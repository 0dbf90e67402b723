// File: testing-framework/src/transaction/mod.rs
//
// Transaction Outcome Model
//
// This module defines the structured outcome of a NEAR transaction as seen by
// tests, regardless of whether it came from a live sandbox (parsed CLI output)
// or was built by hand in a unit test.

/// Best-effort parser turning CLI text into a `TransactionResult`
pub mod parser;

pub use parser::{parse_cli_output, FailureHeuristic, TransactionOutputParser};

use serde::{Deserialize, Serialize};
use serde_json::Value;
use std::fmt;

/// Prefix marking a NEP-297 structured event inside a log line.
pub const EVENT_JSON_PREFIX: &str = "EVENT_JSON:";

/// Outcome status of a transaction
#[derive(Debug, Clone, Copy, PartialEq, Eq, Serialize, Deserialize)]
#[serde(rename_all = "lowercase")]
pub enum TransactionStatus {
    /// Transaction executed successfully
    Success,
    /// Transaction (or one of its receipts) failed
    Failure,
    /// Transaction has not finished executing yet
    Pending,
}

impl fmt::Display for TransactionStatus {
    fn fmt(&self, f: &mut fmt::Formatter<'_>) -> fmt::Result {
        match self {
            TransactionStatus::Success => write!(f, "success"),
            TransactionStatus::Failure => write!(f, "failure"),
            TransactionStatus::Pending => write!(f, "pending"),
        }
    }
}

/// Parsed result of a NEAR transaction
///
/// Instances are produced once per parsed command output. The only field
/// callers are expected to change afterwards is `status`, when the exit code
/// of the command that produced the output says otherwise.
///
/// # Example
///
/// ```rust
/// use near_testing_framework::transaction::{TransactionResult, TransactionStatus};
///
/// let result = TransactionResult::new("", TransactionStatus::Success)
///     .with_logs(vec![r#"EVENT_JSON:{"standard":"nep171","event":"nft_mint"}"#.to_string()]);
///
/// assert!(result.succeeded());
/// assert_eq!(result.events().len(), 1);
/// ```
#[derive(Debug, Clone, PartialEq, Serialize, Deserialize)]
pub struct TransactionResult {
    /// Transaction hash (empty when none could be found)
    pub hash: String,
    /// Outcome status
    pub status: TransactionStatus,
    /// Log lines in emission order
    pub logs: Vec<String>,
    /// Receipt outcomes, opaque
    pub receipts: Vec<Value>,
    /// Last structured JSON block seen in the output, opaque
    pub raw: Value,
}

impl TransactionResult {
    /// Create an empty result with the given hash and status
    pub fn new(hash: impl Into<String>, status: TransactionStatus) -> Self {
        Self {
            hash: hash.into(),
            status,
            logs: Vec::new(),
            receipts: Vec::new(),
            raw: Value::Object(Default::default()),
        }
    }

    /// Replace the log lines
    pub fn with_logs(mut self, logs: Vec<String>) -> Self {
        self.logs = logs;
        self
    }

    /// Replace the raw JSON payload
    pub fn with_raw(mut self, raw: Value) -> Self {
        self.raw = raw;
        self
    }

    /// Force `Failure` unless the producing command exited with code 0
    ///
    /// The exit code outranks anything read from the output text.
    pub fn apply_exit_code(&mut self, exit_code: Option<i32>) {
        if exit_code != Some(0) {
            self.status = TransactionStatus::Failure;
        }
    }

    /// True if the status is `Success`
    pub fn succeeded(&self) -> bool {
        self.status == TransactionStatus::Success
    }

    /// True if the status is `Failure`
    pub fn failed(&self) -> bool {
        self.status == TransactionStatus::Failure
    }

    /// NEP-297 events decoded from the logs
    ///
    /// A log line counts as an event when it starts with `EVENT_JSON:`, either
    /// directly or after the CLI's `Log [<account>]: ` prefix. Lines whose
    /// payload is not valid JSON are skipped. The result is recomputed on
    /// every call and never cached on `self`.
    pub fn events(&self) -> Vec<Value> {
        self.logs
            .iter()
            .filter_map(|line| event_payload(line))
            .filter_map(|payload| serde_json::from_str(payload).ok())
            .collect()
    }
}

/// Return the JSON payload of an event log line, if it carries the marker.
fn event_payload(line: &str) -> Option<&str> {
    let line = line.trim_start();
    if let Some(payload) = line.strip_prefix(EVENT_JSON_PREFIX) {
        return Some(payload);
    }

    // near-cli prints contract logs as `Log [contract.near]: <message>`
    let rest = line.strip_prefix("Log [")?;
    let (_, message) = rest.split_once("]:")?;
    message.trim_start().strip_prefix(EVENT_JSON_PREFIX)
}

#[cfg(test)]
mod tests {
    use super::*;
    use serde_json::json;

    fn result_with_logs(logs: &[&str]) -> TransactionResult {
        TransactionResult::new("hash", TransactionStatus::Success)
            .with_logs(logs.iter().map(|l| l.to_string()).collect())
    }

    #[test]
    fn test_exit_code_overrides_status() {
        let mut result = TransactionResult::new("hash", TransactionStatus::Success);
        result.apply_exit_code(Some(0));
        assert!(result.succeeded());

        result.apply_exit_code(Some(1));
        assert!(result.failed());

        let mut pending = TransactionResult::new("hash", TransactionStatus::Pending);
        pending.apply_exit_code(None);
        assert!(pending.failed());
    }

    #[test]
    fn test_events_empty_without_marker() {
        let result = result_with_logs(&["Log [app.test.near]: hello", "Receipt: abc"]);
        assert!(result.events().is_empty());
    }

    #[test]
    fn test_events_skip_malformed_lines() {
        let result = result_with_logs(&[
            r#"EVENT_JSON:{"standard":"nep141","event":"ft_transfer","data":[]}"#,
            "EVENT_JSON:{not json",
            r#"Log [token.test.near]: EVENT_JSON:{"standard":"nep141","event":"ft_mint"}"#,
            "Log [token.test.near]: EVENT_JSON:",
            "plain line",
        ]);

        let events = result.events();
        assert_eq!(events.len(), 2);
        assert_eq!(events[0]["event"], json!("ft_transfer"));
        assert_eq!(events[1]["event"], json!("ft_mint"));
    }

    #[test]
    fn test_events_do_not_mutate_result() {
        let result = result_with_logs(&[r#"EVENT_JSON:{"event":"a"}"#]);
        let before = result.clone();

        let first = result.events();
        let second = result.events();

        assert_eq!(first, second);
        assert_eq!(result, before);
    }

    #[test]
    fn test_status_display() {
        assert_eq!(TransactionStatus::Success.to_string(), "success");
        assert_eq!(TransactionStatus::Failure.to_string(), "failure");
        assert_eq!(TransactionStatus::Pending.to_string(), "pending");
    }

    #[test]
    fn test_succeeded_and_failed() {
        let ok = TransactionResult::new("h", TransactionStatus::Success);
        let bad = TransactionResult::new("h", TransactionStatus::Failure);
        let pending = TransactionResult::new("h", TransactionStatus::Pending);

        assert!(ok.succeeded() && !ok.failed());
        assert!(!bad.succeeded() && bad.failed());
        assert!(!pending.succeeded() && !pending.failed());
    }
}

Problem to solve. Would you print each line of the listing again, unaltered?

Response.
repository 0dbf90e67402b723
// File: testing-framework/src/transaction/mod.rs
//
// Transaction Outcome Model
//
// This module defines the structured outcome of a NEAR transaction as seen by
// tests, regardless of whether it came from a live sandbox (parsed CLI output)
// or was built by hand in a unit test.

/// Best-effort parser turning CLI text into a `TransactionResult`
pub mod parser;

pub use parser::{parse_cli_output, FailureHeuristic, TransactionOutputParser};

use serde::{Deserialize, Serialize};
use serde_json::Value;
use std::fmt;

/// Prefix marking a NEP-297 structured event inside a log line.
pub const EVENT_JSON_PREFIX: &str = "EVENT_JSON:";

/// Outcome status of a transaction
#[derive(Debug, Clone, Copy, PartialEq, Eq, Serialize, Deserialize)]
#[serde(rename_all = "lowercase")]
pub enum TransactionStatus {
    /// Transaction executed successfully
    Success,
    /// Transaction (or one of its receipts) failed
    Failure,
    /// Transaction has not finished executing yet
    Pending,
}

impl fmt::Display for TransactionStatus {
    fn fmt(&self, f: &mut fmt::Formatter<'_>) -> fmt::Result {
        match self {
            TransactionStatus::Success => write!(f, "success"),
            TransactionStatus::Failure => write!(f, "failure"),
            TransactionStatus::Pending => write!(f, "pending"),
        }
    }
}

/// Parsed result of a NEAR transaction
///
/// Instances are produced once per parsed command output. The only field
/// callers are expected to change afterwards is `status`, when the exit code
/// of the command that produced the output says otherwise.
///
/// # Example
///
/// ```rust
/// use near_testing_framework::transaction::{TransactionResult, TransactionStatus};
///
/// let result = TransactionResult::new("", TransactionStatus::Success)
///     .with_logs(vec![r#"EVENT_JSON:{"standard":"nep171","event":"nft_mint"}"#.to_string()]);
///
/// assert!(result.succeeded());
/// assert_eq!(result.events().len(), 1);
/// ```
#[derive(Debug, Clone, PartialEq, Serialize, Deserialize)]
pub struct TransactionResult {
    /// Transaction hash (empty when none could be found)
    pub hash: String,
    /// Outcome status
    pub status: TransactionStatus,
    /// Log lines in emission order
    pub logs: Vec<String>,
    /// Receipt outcomes, opaque
    pub receipts: Vec<Value>,
    /// Last structured JSON block seen in the output, opaque
    pub raw: Value,
}

impl TransactionResult {
    /// Create an empty result with the given hash and status
    pub fn new(hash: impl Into<String>, status: TransactionStatus) -> Self {
        Self {
            hash: hash.into(),
            status,
            logs: Vec::new(),
            receipts: Vec::new(),
            raw: Value::Object(Default::default()),
        }
    }

    /// Replace the log lines
    pub fn with_logs(mut self, logs: Vec<String>) -> Self {
        self.logs = logs;
        self
    }

    /// Replace the raw JSON payload
    pub fn with_raw(mut self, raw: Value) -> Self {
        self.raw = raw;
        self
    }

    /// Force `Failure` unless the producing command exited with code 0
    ///
    /// The exit code outranks anything read from the output text.
    pub fn apply_exit_code(&mut self, exit_code: Option<i32>) {
        if exit_code != Some(0) {
            self.status = TransactionStatus::Failure;
        }
    }

    /// True if the status is `Success`
    pub fn succeeded(&self) -> bool {
        self.status == TransactionStatus::Success
    }

    /// True if the status is `Failure`
    pub fn failed(&self) -> bool {
        self.status == TransactionStatus::Failure
    }

    /// NEP-297 events decoded from the logs
    ///
    /// A log line counts as an event when it starts with `EVENT_JSON:`, either
    /// directly or after the CLI's `Log [<account>]: ` prefix. Lines whose
    /// payload is not valid JSON are skipped. The result is recomputed on
    /// every call and never cached on `self`.
    pub fn events(&self) -> Vec<Value> {
        self.logs
            .iter()
            .filter_map(|line| event_payload(line))
            .filter_map(|payload| serde_json::from_str(payload).ok())
            .collect()
    }
}

/// Return the JSON payload of an event log line, if it carries the marker.
fn event_payload(line: &str) -> Option<&str> {
    let line = line.trim_start();
    if let Some(payload) = line.strip_prefix(EVENT_JSON_PREFIX) {
        return Some(payload);
    }

    // near-cli prints contract logs as `Log [contract.near]: <message>`
    let rest = line.strip_prefix("Log [")?;
    let (_, message) = rest.split_once("]:")?;
    message.trim_start().strip_prefix(EVENT_JSON_PREFIX)
}

#[cfg(test)]
mod tests {
    use super::*;
    use serde_json::json;

    fn result_with_logs(logs: &[&str]) -> TransactionResult {
        TransactionResult::new("hash", TransactionStatus::Success)
            .with_logs(logs.iter().map(|l| l.to_string()).collect())
    }

    #[test]
    fn test_exit_code_overrides_status() {
        let mut result = TransactionResult::new("hash", TransactionStatus::Success);
        result.apply_exit_code(Some(0));
        assert!(result.succeeded());

        result.apply_exit_code(Some(1));
        assert!(result.failed());

        let mut pending = TransactionResult::new("hash", TransactionStatus::Pending);
        pending.apply_exit_code(None);
        assert!(pending.failed());
    }

    #[test]
    fn test_events_empty_without_marker() {
        let result = result_with_logs(&["Log [app.test.near]: hello", "Receipt: abc"]);
        assert!(result.events().is_empty());
    }

    #[test]
    fn test_events_skip_malformed_lines() {
        let result = result_with_logs(&[
            r#"EVENT_JSON:{"standard":"nep141","event":"ft_transfer","data":[]}"#,
            "EVENT_JSON:{not json",
            r#"Log [token.test.near]: EVENT_JSON:{"standard":"nep141","event":"ft_mint"}"#,
            "Log [token.test.near]: EVENT_JSON:",
            "plain line",
        ]);

        let events = result.events();
        assert_eq!(events.len(), 2);
        assert_eq!(events[0]["event"], json!("ft_transfer"));
        assert_eq!(events[1]["event"], json!("ft_mint"));
    }

    #[test]
    fn test_events_do_not_mutate_result() {
        let result = result_with_logs(&[r#"EVENT_JSON:{"event":"a"}"#]);
        let before = result.clone();

        let first = result.events();
        let second = result.events();

        assert_eq!(first, second);
        assert_eq!(result, before);
    }

    #[test]
    fn test_status_display() {
        assert_eq!(TransactionStatus::Success.to_string(), "success");
        assert_eq!(TransactionStatus::Failure.to_string(), "failure");
        assert_eq!(TransactionStatus::Pending.to_string(), "pending");
    }

    #[test]
    fn test_succeeded_and_failed() {
        let ok = TransactionResult::new("h", TransactionStatus::Success);
        let bad = TransactionResult::new("h", TransactionStatus::Failure);
        let pending = TransactionResult::new("h", TransactionStatus::Pending);

        assert!(ok.succeeded() && !ok.failed());
        assert!(!bad.succeeded() && bad.failed());
        assert!(!pending.succeeded() && !pending.failed());
    }
}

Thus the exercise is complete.